We made a mistake! The column name collecting entity was an incorrect input. The ENA checklist suggests it is better named collecting institution. We need to rename the column, but how do we do it?

To rename the column collecting institution

  1. Click the down arrow next to collecting entity > Edit column > Rename this column. A pop-up window will appear on top.
  2. Type in collecting institution and press return.


Join columns

As we noted in the metadata module, there was a column in the data for sample_alias. In this dataset, we have lost that information and need to re-enter it. Aliases are only used as communicative references in a project but can help in identifying, separating, and clustering individual samples in downstream analyses.

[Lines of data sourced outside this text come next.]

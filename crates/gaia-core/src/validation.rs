//! Identifier validation.
//!
//! Client, namespace, and key identifiers share one grammar: 1-63 characters
//! of lowercase letters, digits, `-`, and `_`, starting and ending with a
//! letter or digit. The grammar keeps identifiers free of the NUL delimiter
//! and the `:` used by the internal metadata prefix.

use crate::constants::MAX_IDENTIFIER_LEN;
use crate::error::GaiaError;
use crate::error::Result;

/// Validate an identifier against the naming grammar.
pub fn validate_name(name: &str) -> Result<()> {
    if name.is_empty() {
        return Err(invalid(name, "must not be empty"));
    }
    if name.len() > MAX_IDENTIFIER_LEN {
        return Err(invalid(name, "must be at most 63 characters"));
    }

    let bytes = name.as_bytes();
    if !is_alphanumeric(bytes[0]) {
        return Err(invalid(name, "must start with a lowercase letter or digit"));
    }
    if !is_alphanumeric(bytes[bytes.len() - 1]) {
        return Err(invalid(name, "must end with a lowercase letter or digit"));
    }
    for &b in bytes {
        if !is_alphanumeric(b) && b != b'-' && b != b'_' {
            return Err(invalid(name, "may contain only lowercase letters, digits, '-', and '_'"));
        }
    }
    Ok(())
}

fn is_alphanumeric(b: u8) -> bool {
    b.is_ascii_lowercase() || b.is_ascii_digit()
}

fn invalid(name: &str, reason: &str) -> GaiaError {
    GaiaError::IdentifierInvalid {
        name: name.to_string(),
        reason: reason.to_string(),
    }
}

#[cfg(test)]
mod tests {
    use super::*;

    #[test]
    fn accepts_simple_names() {
        assert!(validate_name("web-a").is_ok());
        assert!(validate_name("prod").is_ok());
        assert!(validate_name("db_url").is_ok());
        assert!(validate_name("common").is_ok());
        assert!(validate_name("a1-b2_c3").is_ok());
    }

    #[test]
    fn accepts_boundary_lengths() {
        assert!(validate_name("a").is_ok());
        assert!(validate_name(&"a".repeat(63)).is_ok());
    }

    #[test]
    fn rejects_boundary_violations() {
        assert!(validate_name("").is_err());
        assert!(validate_name(&"a".repeat(64)).is_err());
    }

    #[test]
    fn rejects_bad_edges() {
        assert!(validate_name("-web").is_err());
        assert!(validate_name("web-").is_err());
        assert!(validate_name("_web").is_err());
        assert!(validate_name("web_").is_err());
    }

    #[test]
    fn rejects_bad_characters() {
        assert!(validate_name("Web").is_err());
        assert!(validate_name("web a").is_err());
        assert!(validate_name("web.a").is_err());
        assert!(validate_name("web:a").is_err());
        assert!(validate_name("web\x00a").is_err());
    }

    #[test]
    fn error_kind_is_identifier_invalid() {
        assert!(matches!(validate_name("-x"), Err(GaiaError::IdentifierInvalid { .. })));
    }
}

To create aliases for our samples, we can combine cell information from the columns configuration and host subject id to create unique combinations.

  1. First we click the down arrow next to configuration and select Edit column > Join columns.... A pop-up window will appear.
  2. On the left side, choose which columns to join. Verify that configuration is already ticked and tick host subject id as well. (Notice that you can change the order of the information to combine by drag-and-drop the order of ticked columns in the list). To the right, there are several options for the join.
  3. In the separator field, enter an underscore _.
  4. Click Write result in new column named… and enter sample_alias.
  5. If ticked, untick the option Delete joined columns. (we wish to keep the originating columns) and click OK.
  6. Move the new sample_alias column to the beginning by selecting Edit column > Move column to beginning.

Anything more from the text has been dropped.